Ford, a key player in the automotive arena, is making strategic moves to retire certain models. The Ford Edge and Escape are set to leave the American market by 2024, making way for the production of electric vehicles at Ford’s Oakville plant. Additionally, the Transit Connect will take its final bow in 2023, citing efforts to streamline manufacturing and adapt to changing demands.
Chevrolet bids farewell to the Bolt EV and EUV, the affordable electric vehicles that have made waves in the market. However, there’s a promise of a new generation utilizing GM’s Ultium battery tech. Meanwhile, the iconic Chevrolet Camaro bows out in 2024, graced with a Collector’s Edition.
Audi’s R8 and TT and the Genesis G70
European automakers are not immune to the winds of change. Audi’s R8, a supercar that graced the roads for 17 years, takes its final lap, leaving room for speculation about an electric successor. The Audi TT follows suit in discontinuation after the 2023 model year. Across the spectrum, the Genesis G70 bids farewell, aligning with the brand’s electrification goals.

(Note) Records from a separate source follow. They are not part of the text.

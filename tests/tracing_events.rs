//! The list logs through `tracing`; check the events a subscriber sees.

use chore_list::{Action, Entry, ReactiveList};
use std::io;
use std::rc::Rc;
use std::sync::{Arc, Mutex};
use tracing::Level;

#[derive(Clone, Default)]
struct Capture(Arc<Mutex<Vec<u8>>>);

impl io::Write for Capture {
    fn write(&mut self, buf: &[u8]) -> io::Result<usize> {
        self.0.lock().unwrap().extend_from_slice(buf);
        Ok(buf.len())
    }

    fn flush(&mut self) -> io::Result<()> {
        Ok(())
    }
}

impl Capture {
    fn contents(&self) -> String {
        String::from_utf8(self.0.lock().unwrap().clone()).unwrap()
    }
}

fn capture_logs(f: impl FnOnce()) -> String {
    let capture = Capture::default();
    let writer = capture.clone();
    let subscriber = tracing_subscriber::fmt()
        .with_max_level(Level::TRACE)
        .with_ansi(false)
        .with_writer(move || writer.clone())
        .finish();

    tracing::subscriber::with_default(subscriber, f);
    capture.contents()
}

#[test]
fn dispatch_is_traced_with_action_and_depth() {
    let logs = capture_logs(|| {
        let chores = ReactiveList::new(|_: Action, _: &[Rc<Entry>]| Ok(()));
        chores.push(["a", "b"]).unwrap();
    });

    assert!(logs.contains("dispatching change"), "{logs}");
    assert!(logs.contains("action=add"), "{logs}");
    assert!(logs.contains("count=2"), "{logs}");
    assert!(logs.contains("depth=1"), "{logs}");
}

#[test]
fn noop_is_traced_and_observer_failure_warns() {
    let logs = capture_logs(|| {
        let chores = ReactiveList::new(|_: Action, _: &[Rc<Entry>]| anyhow::bail!("render failed"));
        assert!(chores.pop().unwrap().is_none());
        assert!(chores.push(["a"]).is_err());
    });

    assert!(logs.contains("empty list, nothing removed"), "{logs}");
    assert!(logs.contains("WARN"), "{logs}");
    assert!(logs.contains("render failed"), "{logs}");
}

#[test]
fn restore_logs_count() {
    let logs = capture_logs(|| {
        let chores = ReactiveList::new(|_: Action, _: &[Rc<Entry>]| Ok(()));
        assert_eq!(chores.restore(["a", "b", "c"]).unwrap(), 3);
    });

    assert!(logs.contains("restoring saved entries"), "{logs}");
    assert!(logs.contains("count=3"), "{logs}");
    assert_eq!(logs.matches("dispatching change").count(), 3, "{logs}");
}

Mazda, Mitsubishi, and Nissan
Japanese automakers are also part of the evolving narrative. Mazda’s CX-9 bids adieu, making room for the CX-90 in the lineup. The Mazda MX-30, an oddity in the electric realm, sees its end in the U.S. market. Mitsubishi Mirage, the most affordable model, faces discontinuation in 2025, while Nissan’s Maxima concludes its production run in 2023, leaving room for potential electric revival based on the IMs concept.

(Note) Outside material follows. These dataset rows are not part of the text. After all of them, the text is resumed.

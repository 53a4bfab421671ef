// ============================================================================
// chore-list - An Observable Ordered Collection
// ============================================================================
//
// A list of chores that wraps raw text into entries on insertion and tells
// one observer about every committed change, tagged add/remove/update.
// Rendering and persistence live with the observer, not here.
// ============================================================================

#[macro_use]
mod macros;

pub mod collections;
pub mod core;
pub mod reactivity;

// Observers return anyhow results; re-exported so macro expansions and
// downstream observers agree on the version.
pub use anyhow;

// Re-export core items at crate root
pub use crate::core::constants::{DEFAULT_CAPACITY, MAX_TEXT_LEN};
pub use crate::core::error::{ListError, ListResult, ValidationError};
pub use crate::core::types::{Action, Entry, EntryValue};
pub use crate::core::validate::validate_text;

// Re-export reactivity items
pub use crate::reactivity::dispatch::Observer;
pub use crate::reactivity::wrapping::{Clock, FixedClock, SystemClock};

// Re-export collections
pub use crate::collections::{ReactiveList, ReactiveListBuilder, WeakList};

// =============================================================================
// TESTS
// =============================================================================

The discontinuation of these car models in 2024 marks a symbolic shift in the automotive horizon. While we say goodbye to the roaring engines and classic designs, we also usher in a new era of electric possibilities and sustainable mobility. The roads may be different, but the journey into the future promises innovation, efficiency, and a redefined driving experience.
In the ever-evolving automotive industry, the goodbye to certain models is not just an end; it’s the beginning of what lies ahead.
We hope this article will be helpful for you if you are going to purchase a new model. How is our news on “cars being discontinued in 2024?”